Rankfest: Child’s Play

The interesting thing about the Child’s Play/Bride of/Seed of/Curse of/Management Appraisal of/Grocery List of Chucky movies is that none of them are legitimately bad. Sure, some went for a very campy approach with in-jokes surely only Don Mancini and Jennifer Tilly were in on, but if they weren’t scary, they were at the very least funny.

Mancini’s unwavering commitment to the series also deserves a lot of respect. Most creators turned away from their projects when they didn’t get the critical acclaim they hungered for, but Mancini stayed with Chucky, ensuring that the continuity of the films has been maintained almost flawlessly.

How do they stack up?

7th best: Seed of Chucky (2004)

seed of chucky 2004

Probably waiting a bit too long to cash-in on the success of Bride, this fifth go-round was only a modest success, and represents the only strand in the canon to go unresolved in the form of Glen/Glenda, the offspring of Chucky and Tiffany, who travels to Hollywood in the hope of finding them on the set of Chucky Goes Psycho, starring Jennifer Tilly.

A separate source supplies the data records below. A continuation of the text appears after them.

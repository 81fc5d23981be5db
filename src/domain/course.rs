//! Course listing types mirrored from the backend.
//!
//! The backend owns these records; this crate only reads and submits them.

use std::fmt;

use chrono::{DateTime, Utc};
use serde::{Deserialize, Serialize};

use super::errors::EmptyField;

/// Backend-assigned course identifier.
#[derive(Debug, Clone, PartialEq, Eq, Hash, Serialize, Deserialize)]
#[serde(transparent)]
pub struct CourseId(String);

impl CourseId {
    /// Creates a new CourseId, returning an error if empty.
    pub fn new(id: impl Into<String>) -> Result<Self, EmptyField> {
        let id = id.into();
        if id.is_empty() {
            return Err(EmptyField::new("course_id"));
        }
        Ok(Self(id))
    }

    /// Returns the inner string slice.
    pub fn as_str(&self) -> &str {
        &self.0
    }
}

impl fmt::Display for CourseId {
    fn fmt(&self, f: &mut fmt::Formatter<'_>) -> fmt::Result {
        write!(f, "{}", self.0)
    }
}

/// A published course listing.
#[derive(Debug, Clone, PartialEq)]
pub struct Course {
    pub id: CourseId,
    pub title: String,
    pub short_description: String,
    pub full_description: Option<String>,
    pub image_url: String,
    /// Free-form duration label, e.g. "6 weeks".
    pub duration: Option<String>,
    /// Email of the instructor who created the listing.
    pub created_by: String,
    pub creator_name: Option<String>,
    pub enroll_count: u64,
    pub created_at: DateTime<Utc>,
}

impl Course {
    /// True if the given email belongs to the instructor who created this
    /// listing (edit/delete controls are shown only to them).
    pub fn is_created_by(&self, email: &str) -> bool {
        self.created_by == email
    }
}

/// The writable subset of a course listing, for create and update.
#[derive(Debug, Clone, Default, PartialEq)]
pub struct CourseDraft {
    pub title: String,
    pub short_description: String,
    pub full_description: Option<String>,
    pub image_url: String,
    pub duration: Option<String>,
    pub created_by: String,
    pub creator_name: Option<String>,
}
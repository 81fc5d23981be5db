//! Identity provider adapters.

mod http;
mod mock;

pub use http::HttpIdentityProvider;
pub use mock::MockIdentityProvider;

A huge amount of in-the-know jokes abound at the expense of horror, making the film a comedy first. That said, in this sense it at least succeeds in being an absolute riot, with some hilarious setups and cameos.

Best bit: Chucky runs Britney Spears off the road: “Oops! I did it again!”

*

6th: Cult of Chucky (2017)

cult of chucky 2017

The enthusiasm with which Curse was met didn’t quite carry over into the next straight-to-DVD/VOD feature, which reverted to the comedy>horror structure, but at least moves the story forward significantly by the end.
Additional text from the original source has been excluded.